How to deal with people that stress you out
Don’t indulge negativity
Toxic people love to be negative. Nothing gets them more animated than moaning about all the ways life has let them down. They love to place blame on everyone else – their family, society, government – it doesn’t matter. They rarely take ownership on improving their own situation, instead, wallow in their negativity. Misery loves company. So if you have been indulging them in the past and letting them be negative, you need to realise that you are just enabling their behaviour and that they will never change.
Next time they are about to go on a negative tirade that’s going to stress you out, you need to step in and question them about ways that they are improving their situation.
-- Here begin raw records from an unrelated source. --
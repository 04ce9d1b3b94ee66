// Two tiers, mirroring the middleware that guards them:
// protected (single-tenant context) and elevated (global-admin context).
pub mod elevated;
pub mod protected;
use anyhow::Context;
use serde_json::json;
use uuid::Uuid;

use crate::app;
use crate::auth::{generate_jwt, Claims};
use crate::cli::OutputFormat;
use crate::config::AppConfig;

/// Mint a bearer token for an existing principal, for local testing
pub async fn mint(
    config: &AppConfig,
    principal_id: &str,
    hours: Option<u64>,
    output_format: OutputFormat,
) -> anyhow::Result<()> {
    let principal_id: Uuid = principal_id
        .parse()
        .with_context(|| format!("'{}' is not a valid principal UUID", principal_id))?;

    let state = app::connect(config).await.context("failed to connect to tenant registry")?;
    let principal = state
        .registry
        .find_principal(principal_id)
        .await?
        .ok_or_else(|| anyhow::anyhow!("Principal '{}' not found", principal_id))?;

    let hours = hours.unwrap_or(config.security.jwt_expiry_hours);
    let claims = Claims::new(principal.id, principal.role, hours);
    let token = generate_jwt(&claims, &config.security.jwt_secret)?;

    match output_format {
        OutputFormat::Json => {
            println!(
                "{}",
                serde_json::to_string_pretty(&json!({
                    "token": token,
                    "principal": principal.id,
                    "role": principal.role,
                    "expires_at": claims.exp,
                }))?
            );
        }
        OutputFormat::Text => println!("{}", token),
    }
    Ok(())
}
If they continually just give excuse after excuse and over time never actively try and change their problem, it may be time to phase out the relationship.
Know your triggers
By being able to identify what it is exactly that this person does that causes you such stress, you should be in a better position to deal with it. There are two types of triggers you should become familiar with.
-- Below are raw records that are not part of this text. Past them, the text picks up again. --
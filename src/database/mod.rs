pub mod cache;
pub mod manager;
pub mod memory;
pub mod models;
pub mod postgres;
pub mod registry;

pub use cache::ConnectionCache;
pub use manager::{ClientFactory, ConnectionDescriptor, ConnectionError, ConnectionManager, PgClientFactory};
pub use memory::MemoryRegistry;
pub use postgres::PgRegistryStore;
pub use registry::{RegistryError, RegistryStore};
// HTTP API Error Types
use axum::{http::StatusCode, response::IntoResponse, Json};
use serde_json::{json, Value};

use crate::database::registry::RegistryError;
use crate::tenancy::TenancyError;

/// HTTP API error with appropriate status codes and client-friendly messages
#[derive(Debug)]
pub enum ApiError {
    // 400 Bad Request
    BadRequest(String),

    // 401 Unauthorized
    Unauthorized(String),

    // 403 Forbidden
    Forbidden(String),

    // 404 Not Found
    NotFound(String),

    // 500 Internal Server Error
    InternalServerError(String),

    // 503 Service Unavailable
    ServiceUnavailable(String),
}

impl ApiError {
    /// Get HTTP status code
    pub fn status_code(&self) -> u16 {
        match self {
            ApiError::BadRequest(_) => 400,
            ApiError::Unauthorized(_) => 401,
            ApiError::Forbidden(_) => 403,
            ApiError::NotFound(_) => 404,
            ApiError::InternalServerError(_) => 500,
            ApiError::ServiceUnavailable(_) => 503,
        }
    }

    /// Get client-safe error message
    pub fn message(&self) -> &str {
        match self {
            ApiError::BadRequest(msg) => msg,
            ApiError::Unauthorized(msg) => msg,
            ApiError::Forbidden(msg) => msg,
            ApiError::NotFound(msg) => msg,
            ApiError::InternalServerError(msg) => msg,
            ApiError::ServiceUnavailable(msg) => msg,
        }
    }

    /// Get error code for client handling
    pub fn error_code(&self) -> &'static str {
        match self {
            ApiError::BadRequest(_) => "BAD_REQUEST",
            ApiError::Unauthorized(_) => "UNAUTHORIZED",
            ApiError::Forbidden(_) => "FORBIDDEN",
            ApiError::NotFound(_) => "NOT_FOUND",
            ApiError::InternalServerError(_) => "INTERNAL_SERVER_ERROR",
            ApiError::ServiceUnavailable(_) => "SERVICE_UNAVAILABLE",
        }
    }

    /// Convert to JSON response body
    pub fn to_json(&self) -> Value {
        json!({
            "success": false,
            "error": self.message(),
            "code": self.error_code()
        })
    }
}

impl ApiError {
    pub fn bad_request(message: impl Into<String>) -> Self {
        ApiError::BadRequest(message.into())
    }

    pub fn unauthorized(message: impl Into<String>) -> Self {
        ApiError::Unauthorized(message.into())
    }

    pub fn forbidden(message: impl Into<String>) -> Self {
        ApiError::Forbidden(message.into())
    }

    pub fn not_found(message: impl Into<String>) -> Self {
        ApiError::NotFound(message.into())
    }

    pub fn internal_server_error(message: impl Into<String>) -> Self {
        ApiError::InternalServerError(message.into())
    }

    pub fn service_unavailable(message: impl Into<String>) -> Self {
        ApiError::ServiceUnavailable(message.into())
    }
}

impl From<TenancyError> for ApiError {
    fn from(err: TenancyError) -> Self {
        match err {
            TenancyError::Unauthorized => ApiError::unauthorized(err.to_string()),
            TenancyError::NoTenantResolvable => ApiError::bad_request(err.to_string()),
            TenancyError::Forbidden => ApiError::forbidden(err.to_string()),
            TenancyError::NotFound(_) => ApiError::not_found(err.to_string()),
            TenancyError::NotActive { .. } => ApiError::forbidden(err.to_string()),
            TenancyError::NotInitialized(_) => ApiError::service_unavailable(err.to_string()),
            TenancyError::Connection(e) => {
                // Log the real error but return generic message
                tracing::error!("Tenant connection error: {}", e);
                ApiError::service_unavailable("Tenant database temporarily unavailable")
            }
            TenancyError::Registry(e) => e.into(),
        }
    }
}

impl From<RegistryError> for ApiError {
    fn from(err: RegistryError) -> Self {
        match err {
            RegistryError::NotFound(msg) => ApiError::not_found(msg),
            other => {
                // Don't expose internal SQL errors to clients
                tracing::error!("Registry error: {}", other);
                ApiError::internal_server_error("An error occurred while processing your request")
            }
        }
    }
}

// Standard error trait implementations
impl std::fmt::Display for ApiError {
    fn fmt(&self, f: &mut std::fmt::Formatter<'_>) -> std::fmt::Result {
        write!(f, "{}", self.message())
    }
}

impl std::error::Error for ApiError {}

// Automatic HTTP response conversion for Axum
impl IntoResponse for ApiError {
    fn into_response(self) -> axum::response::Response {
        let status = StatusCode::from_u16(self.status_code()).unwrap_or(StatusCode::INTERNAL_SERVER_ERROR);
        (status, Json(self.to_json())).into_response()
    }
}

#[cfg(test)]
mod tests {
    use super::*;
    use crate::database::models::{TenantId, TenantStatus};

    #[test]
    fn maps_tenancy_errors_to_status_codes() {
        let cases = [
            (TenancyError::Unauthorized, 401),
            (TenancyError::NoTenantResolvable, 400),
            (TenancyError::Forbidden, 403),
            (TenancyError::NotFound(TenantId::from("x")), 404),
            (
                TenancyError::NotActive {
                    tenant_id: TenantId::from("x"),
                    status: TenantStatus::Suspended,
                },
                403,
            ),
            (TenancyError::NotInitialized(TenantId::from("x")), 503),
        ];

        for (err, status) in cases {
            assert_eq!(ApiError::from(err).status_code(), status);
        }
    }

    #[test]
    fn hides_registry_internals() {
        let err: ApiError = TenancyError::Registry(RegistryError::CorruptRow("tenant 'x'".into())).into();
        assert_eq!(err.status_code(), 500);
        assert!(!err.message().contains("tenant 'x'"));
    }
}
One is emotional triggers. These occur when the toxic person you are dealing with says something that presses your buttons. Why do the things they say hurt you? Are they highlighting your personal insecurities? Can you reframe these insecurities within your own mind, so they no longer hold such a power over you?
Second are physical triggers. Get to know what your body does when you are stressed. Does your face go red? Does your heart begin to beat wildly? Do you find it hard to even speak? By knowing your physical triggers you can begin to identify them earlier during a conflict so you can remove yourself from the situation sooner.
Be aware of manipulation
Stressful people can be very manipulative. They can find ways to make you feel worthless and inferior. If you allow them to treat you like that, that’s what they will continue to do. If the person is someone that you can’t phase out of your life, like a boss or family member you need to figure out exactly how they are manipulating your emotions. For example, If a boss or coworker are saying that you are lazy, keep detailed notes on the work you are doing and go through the correct channels within your organisation to resolve the situation.
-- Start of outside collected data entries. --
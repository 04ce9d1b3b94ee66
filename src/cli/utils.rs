use serde_json::{json, Value};

use crate::cli::OutputFormat;

/// Output a success message in the appropriate format
pub fn output_success(output_format: &OutputFormat, message: &str, data: Option<Value>) -> anyhow::Result<()> {
    match output_format {
        OutputFormat::Json => {
            let mut response = json!({
                "success": true,
                "message": message
            });

            if let (Some(target), Some(Value::Object(extra))) = (response.as_object_mut(), data) {
                target.extend(extra);
            }

            println!("{}", serde_json::to_string_pretty(&response)?);
        }
        OutputFormat::Text => {
            println!("✓ {}", message);
        }
    }
    Ok(())
}

/// Output an empty collection in the appropriate format
pub fn output_empty_collection(output_format: &OutputFormat, collection_name: &str, message: &str) -> anyhow::Result<()> {
    match output_format {
        OutputFormat::Json => {
            println!("{}", serde_json::to_string_pretty(&json!({ collection_name: [] }))?);
        }
        OutputFormat::Text => {
            println!("{}", message);
        }
    }
    Ok(())
}
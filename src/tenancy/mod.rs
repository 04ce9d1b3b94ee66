//! Request-to-tenant plumbing: who is calling, which shop they mean, whether
//! they may use it, and the connection to hand them.

pub mod context;
pub mod error;
pub mod guard;
pub mod resolver;
pub mod session;

pub use context::{ContextBuilder, MultiTenantContext, TenantContext};
pub use error::TenancyError;
pub use guard::AccessGuard;
pub use resolver::{Strategy, TenantResolver};
pub use session::{JwtSessionProvider, SessionProvider};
If it’s a family member, limit your interaction with them to occasions where attendance is mandatory and beforehand identify the triggers that cause you to become upset in their presence. This will help you prepare responses for when the toxic family member tries to hurt you and cause you stress.
Take a stand and set boundaries
This can be very difficult to do, especially if you feel intimidated by the person who is causing you stress. The person may be completely oblivious to the fact that they are being difficult to deal with. By vocalising the issues you are having with them, it gives them a chance to change their ways. If they continue with the behaviour, you will need to set boundaries. This might mean only dealing with them at certain times and not responding to every message that they send you. This can be difficult in a work environment, so you may need to start looking for other employment opportunities. Having a constant stress at work will impact negatively on your mental health, so you must figure this into your career choices.
Have something to look forward to
If you must deal with this stressful person, try and have something to look forward to afterwards. Family gatherings can be stressful, so plan to go for a facial or back massage a day or two after the event to unwind. If it’s a stressful client in work, treat yourself to an indulgent lunch or dinner afterwards. Spending the entire lead up thinking about the toxic person, you are making the situation worse by adding to your anxiousness. Instead, having something to look forward to after dealing with the difficult person can help salvage a little bit of positive mindset.